_Exercise goal_
The lines to extract run from the first line of the entries through the line that contains "pub fn single(&self)"; reproduce exactly those lines and no others.

[Data to process]

//! Browser automation module
//!
//! The crawler is written against the `Browser` and `SessionFactory` traits
//! and never against a concrete driver. This module provides:
//! - The traits and the element handle passed between calls
//! - Per-platform selector profiles with config overrides
//! - Chrome profile cache clearing between targets
//! - A Chrome driver (DevTools protocol) and a static HTML driver

mod chrome;
mod profile;
mod selectors;
mod static_page;
mod traits;

pub use chrome::{ChromeSession, ChromeSessionFactory};
pub use profile::clear_profile_cache;
pub use selectors::FeedSelectors;
pub use static_page::{StaticSession, StaticSessionFactory};
pub use traits::{Browser, BrowserError, BrowserResult, ElementHandle, SessionFactory};
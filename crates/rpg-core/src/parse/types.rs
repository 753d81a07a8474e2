use indexmap::IndexMap;
use serde::{Deserialize, Serialize};

use super::annotation::Annotations;

/// The `type` facet: a single type expression, a list of supertypes, or an
/// inline declaration.
#[derive(Debug, Clone, PartialEq, Serialize, Deserialize)]
#[serde(untagged)]
pub enum TypeRef {
    Name(String),
    Names(Vec<String>),
    Inline(Box<TypeDeclaration>),
}

impl TypeRef {
    /// Named supertypes. Inline declarations have none.
    pub fn names(&self) -> Vec<&str> {
        match self {
            TypeRef::Name(name) => vec![name.as_str()],
            TypeRef::Names(names) => names.iter().map(String::as_str).collect(),
            TypeRef::Inline(_) => Vec::new(),
        }
    }

    /// The single named type, when exactly one is declared.
    pub fn single(&self) -> Option<&str> {
        match self.names().as_slice() {
            [one] => Some(*one),
            _ => None,
        }
    }
}

/// `items` of an array type: a type name or an inline declaration.
#[derive(Debug, Clone, PartialEq, Serialize, Deserialize)]
#[serde(untagged)]
pub enum ItemsRef {
    Name(String),
    Inline(Box<TypeDeclaration>),
}

/// A RAML type declaration (named type or property).
#[derive(Debug, Clone, PartialEq, Default, Serialize, Deserialize)]
pub struct TypeDeclaration {
    #[serde(skip_serializing_if = "Option::is_none")]
    pub name: Option<String>,

    #[serde(rename = "displayName", skip_serializing_if = "Option::is_none")]
    pub display_name: Option<String>,

    #[serde(rename = "type", skip_serializing_if = "Option::is_none")]
    pub type_ref: Option<TypeRef>,

    #[serde(skip_serializing_if = "Option::is_none")]
    pub description: Option<String>,

    #[serde(default, skip_serializing_if = "IndexMap::is_empty")]
    pub properties: IndexMap<String, TypeDeclaration>,

    #[serde(skip_serializing_if = "Option::is_none")]
    pub items: Option<ItemsRef>,

    #[serde(skip_serializing_if = "Option::is_none")]
    pub discriminator: Option<String>,

    #[serde(rename = "discriminatorValue", skip_serializing_if = "Option::is_none")]
    pub discriminator_value: Option<serde_json::Value>,

    #[serde(rename = "enum", default, skip_serializing_if = "Vec::is_empty")]
    pub enum_values: Vec<serde_json::Value>,

    #[serde(rename = "default", skip_serializing_if = "Option::is_none")]
    pub default_value: Option<serde_json::Value>,

    #[serde(skip_serializing_if = "Option::is_none")]
    pub required: Option<bool>,

    #[serde(default, skip_serializing_if = "IndexMap::is_empty")]
    pub annotations: Annotations,
}

impl TypeDeclaration {
    /// Named supertypes of this declaration.
    pub fn supertypes(&self) -> Vec<&str> {
        self.type_ref.as_ref().map(TypeRef::names).unwrap_or_default()
    }
}
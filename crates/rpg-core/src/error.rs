use std::path::PathBuf;

use thiserror::Error;

#[derive(Debug, Error)]
pub enum ParseError {
    #[error("failed to parse YAML: {0}")]
    Yaml(#[from] serde_yaml_ng::Error),

    #[error("failed to parse JSON: {0}")]
    Json(#[from] serde_json::Error),

    #[error("missing required field: {0}")]
    MissingField(String),
}

#[derive(Debug, Error)]
pub enum TransformError {
    #[error("unsupported HTTP method `{method}` on {uri}")]
    UnsupportedMethod { method: String, uri: String },
}

#[derive(Debug, Error)]
pub enum GeneratorError {
    #[error("template error in {template}: {message}")]
    Template { template: String, message: String },

    #[error("duplicate output path: {0}")]
    DuplicatePath(String),

    #[error("invalid generator config: {0}")]
    InvalidConfig(String),

    #[error("generation failed: {0}")]
    Other(String),
}

#[derive(Debug, Error)]
pub enum ConfigError {
    #[error("failed to read config {}: {source}", path.display())]
    Read {
        path: PathBuf,
        source: std::io::Error,
    },

    #[error("failed to parse config {}: {source}", path.display())]
    Parse {
        path: PathBuf,
        source: serde_yaml_ng::Error,
    },
}
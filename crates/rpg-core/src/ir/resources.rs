use std::fmt;
use std::str::FromStr;

use super::types::NormalizedName;

/// HTTP method.
#[derive(Debug, Clone, Copy, PartialEq, Eq, Hash)]
pub enum HttpMethod {
    Get,
    Post,
    Put,
    Delete,
    Patch,
    Options,
    Head,
    Trace,
}

impl HttpMethod {
    pub fn as_str(&self) -> &'static str {
        match self {
            HttpMethod::Get => "GET",
            HttpMethod::Post => "POST",
            HttpMethod::Put => "PUT",
            HttpMethod::Delete => "DELETE",
            HttpMethod::Patch => "PATCH",
            HttpMethod::Options => "OPTIONS",
            HttpMethod::Head => "HEAD",
            HttpMethod::Trace => "TRACE",
        }
    }

    /// Lower-case verb, as used for generated method names.
    pub fn as_lower(&self) -> &'static str {
        match self {
            HttpMethod::Get => "get",
            HttpMethod::Post => "post",
            HttpMethod::Put => "put",
            HttpMethod::Delete => "delete",
            HttpMethod::Patch => "patch",
            HttpMethod::Options => "options",
            HttpMethod::Head => "head",
            HttpMethod::Trace => "trace",
        }
    }

    /// Query-type verbs carry caller data in the query string instead of the body.
    pub fn is_query(&self) -> bool {
        matches!(self, HttpMethod::Get | HttpMethod::Head)
    }
}

impl fmt::Display for HttpMethod {
    fn fmt(&self, f: &mut fmt::Formatter<'_>) -> fmt::Result {
        f.write_str(self.as_str())
    }
}

impl FromStr for HttpMethod {
    type Err = String;

    fn from_str(s: &str) -> Result<Self, Self::Err> {
        match s.to_ascii_lowercase().as_str() {
            "get" => Ok(HttpMethod::Get),
            "post" => Ok(HttpMethod::Post),
            "put" => Ok(HttpMethod::Put),
            "delete" => Ok(HttpMethod::Delete),
            "patch" => Ok(HttpMethod::Patch),
            "options" => Ok(HttpMethod::Options),
            "head" => Ok(HttpMethod::Head),
            "trace" => Ok(HttpMethod::Trace),
            other => Err(other.to_string()),
        }
    }
}

/// A URI template parameter.
#[derive(Debug, Clone, PartialEq)]
pub struct IrUriParameter {
    /// Placeholder name as written in the template.
    pub name: String,
    /// PHP variable name (camelCase, without `$`).
    pub variable: String,
    pub default: Option<serde_json::Value>,
}

/// One way of reaching a resource node from its parent.
#[derive(Debug, Clone, PartialEq)]
pub struct IrSegment {
    /// URI segment appended to the parent URI (`/url`, `/{id}`, `.json`).
    pub relative_uri: String,
    /// Placeholders used by this segment, in order of appearance.
    pub uri_parameters: Vec<IrUriParameter>,
}

/// A node of the request-builder tree.
///
/// A node is reachable through a fixed segment, a parameterized segment, or
/// both when the two share an accessor name.
#[derive(Debug, Clone)]
pub struct IrResource {
    /// Generated PHP class name.
    pub id: String,
    /// Accessor base name.
    pub name: NormalizedName,
    pub fixed: Option<IrSegment>,
    pub parameterized: Option<IrSegment>,
    pub methods: Vec<IrMethod>,
    pub children: Vec<IrResource>,
}

impl IrResource {
    /// Children reached through a parameterized accessor.
    pub fn with_params(&self) -> impl Iterator<Item = &IrResource> {
        self.children.iter().filter(|c| c.parameterized.is_some())
    }

    /// Children reached through a zero-argument accessor.
    pub fn no_params(&self) -> impl Iterator<Item = &IrResource> {
        self.children.iter().filter(|c| c.fixed.is_some())
    }

    /// Depth-first walk over this node and all descendants (pre-order).
    pub fn walk(&self) -> Vec<&IrResource> {
        let mut out = vec![self];
        for child in &self.children {
            out.extend(child.walk());
        }
        out
    }

    /// Look up a direct child by accessor name.
    pub fn child(&self, name: &str) -> Option<&IrResource> {
        self.children.iter().find(|c| c.name.camel_case == name)
    }
}

/// A query parameter declared on a method.
#[derive(Debug, Clone, PartialEq)]
pub struct IrQueryParameter {
    pub name: NormalizedName,
    pub original_name: String,
    pub repeat: bool,
}

/// A header with a declared default value.
#[derive(Debug, Clone, PartialEq)]
pub struct IrDefaultHeader {
    pub name: String,
    pub value: serde_json::Value,
}

/// A resolved method on a resource node.
#[derive(Debug, Clone)]
pub struct IrMethod {
    pub verb: HttpMethod,
    pub description: Option<String>,
    /// `None` when the method declares no query parameters at all.
    pub query_parameters: Option<Vec<IrQueryParameter>>,
    pub default_headers: Vec<IrDefaultHeader>,
    /// OAuth 2.0 schemes securing this method (after inheritance).
    pub security_schemes: Vec<String>,
    /// `client.methodName` annotation.
    pub method_name: Option<String>,
    /// `client.displayName` annotation.
    pub display_name: Option<String>,
}

/// One accessor call in the fluent chain leading to a resource.
#[derive(Debug, Clone, PartialEq)]
pub struct IrAccessor {
    pub method: String,
    /// Placeholder names passed as arguments (empty for fixed accessors).
    pub arguments: Vec<String>,
}

/// A method together with the full route that reaches it.
#[derive(Debug, Clone)]
pub struct IrEndpoint {
    /// Class name of the node that defines the method.
    pub resource_id: String,
    /// Full URI template relative to the base URI.
    pub path: String,
    pub uri_parameters: Vec<IrUriParameter>,
    pub chain: Vec<IrAccessor>,
    pub method: IrMethod,
}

[/Data to process]

_Solution to this problem_
//! Browser automation module
//!
//! The crawler is written against the `Browser` and `SessionFactory` traits
//! and never against a concrete driver. This module provides:
//! - The traits and the element handle passed between calls
//! - Per-platform selector profiles with config overrides
//! - Chrome profile cache clearing between targets
//! - A Chrome driver (DevTools protocol) and a static HTML driver

mod chrome;
mod profile;
mod selectors;
mod static_page;
mod traits;

pub use chrome::{ChromeSession, ChromeSessionFactory};
pub use profile::clear_profile_cache;
pub use selectors::FeedSelectors;
pub use static_page::{StaticSession, StaticSessionFactory};
pub use traits::{Browser, BrowserError, BrowserResult, ElementHandle, SessionFactory};
filename crates/rpg-core/src/parse/types.rs
repository 753d81a07a8474e2
use indexmap::IndexMap;
use serde::{Deserialize, Serialize};

use super::annotation::Annotations;

/// The `type` facet: a single type expression, a list of supertypes, or an
/// inline declaration.
#[derive(Debug, Clone, PartialEq, Serialize, Deserialize)]
#[serde(untagged)]
pub enum TypeRef {
    Name(String),
    Names(Vec<String>),
    Inline(Box<TypeDeclaration>),
}

impl TypeRef {
    /// Named supertypes. Inline declarations have none.
    pub fn names(&self) -> Vec<&str> {
        match self {
            TypeRef::Name(name) => vec![name.as_str()],
            TypeRef::Names(names) => names.iter().map(String::as_str).collect(),
            TypeRef::Inline(_) => Vec::new(),
        }
    }

    /// The single named type, when exactly one is declared.
    pub fn single(&self) -> Option<&str> {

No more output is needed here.